All in all, I don't think that's a major issue here.

KK7NIL•23m ago
The whole point of this project is to have an LLM that speaks European Portuguese, not Brazilian Portuguese.
embedding-shape•21m ago
Right, and my point is that if you use 80% Brazilian Portuguese during base model training + 20% European Portuguese as post-training, you pretty much get exactly that, except with a ton more of available training data.
KK7NIL•15m ago
What's your evidence for that?

And if the first 80% doesn't bias the language after post-training (which I think is what you're claiming) why not go for English or a mixture of languages, which is essentially what they did by starting with EuroLLM?

swiftcoder•21m ago
The authors are pretty clearly trying to draw only from European Portuguese sources - I feel like there's a fairly widespread attitude here that the language is being overwhelmed by the sheer number of Brazilian speakers (which there is obviously at least some truth to).

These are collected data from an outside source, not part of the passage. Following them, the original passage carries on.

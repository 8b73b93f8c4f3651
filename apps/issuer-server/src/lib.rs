#![cfg_attr(feature = "strict", deny(warnings))]

use std::net::IpAddr;

use serde::{Deserialize, Serialize};

pub mod dto;
pub mod endpoint;
pub mod extractor;
pub mod metrics;
pub mod router;
mod middleware;

#[derive(Serialize, Deserialize, Debug, Clone, Default)]
#[serde(default, rename_all = "camelCase")]
pub struct ServerConfig {
    pub database_url: String,
    pub server_ip: Option<IpAddr>,
    pub server_port: Option<u16>,
    pub trace_json: Option<bool>,
    pub trace_level: Option<String>,
    // when set to true replaces the description of `server_error` responses
    pub hide_error_response_cause: bool,
    /// whether the prometheus endpoint is available
    pub enable_metrics: bool,
    /// whether the openapi document is served
    pub enable_open_api: bool,
}
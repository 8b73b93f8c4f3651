use serde::{Deserialize, Serialize};
use uuid::Uuid;

use crate::macros::{impls_for_seaorm_newtype, impls_for_uuid_newtype};

#[derive(Debug, Clone, Copy, Default, Eq, PartialEq, Hash, Serialize, Deserialize)]
#[cfg_attr(feature = "utoipa", derive(utoipa::ToSchema))]
#[serde(transparent)]
#[repr(transparent)]
pub struct StatusListId(Uuid);

impls_for_uuid_newtype!(StatusListId);

#[cfg(feature = "sea-orm")]
impls_for_seaorm_newtype!(StatusListId);

impl StatusListId {
    pub fn new_v4() -> Self {
        Self(Uuid::new_v4())
    }
}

I don't necessarily personally feel like preserving European Portuguese in amber is a worthwhile goal (anymore than it is productive for Brits to be prickly about the meteoric rise of US English)

madaxe_again•10m ago
Man, there’s an attitude up here in trás-os-montes that the rest of Portugal has spoken unrecognisable trash for a century. It took me years to realise I’d learned hilariously antique Portuguese by moving there.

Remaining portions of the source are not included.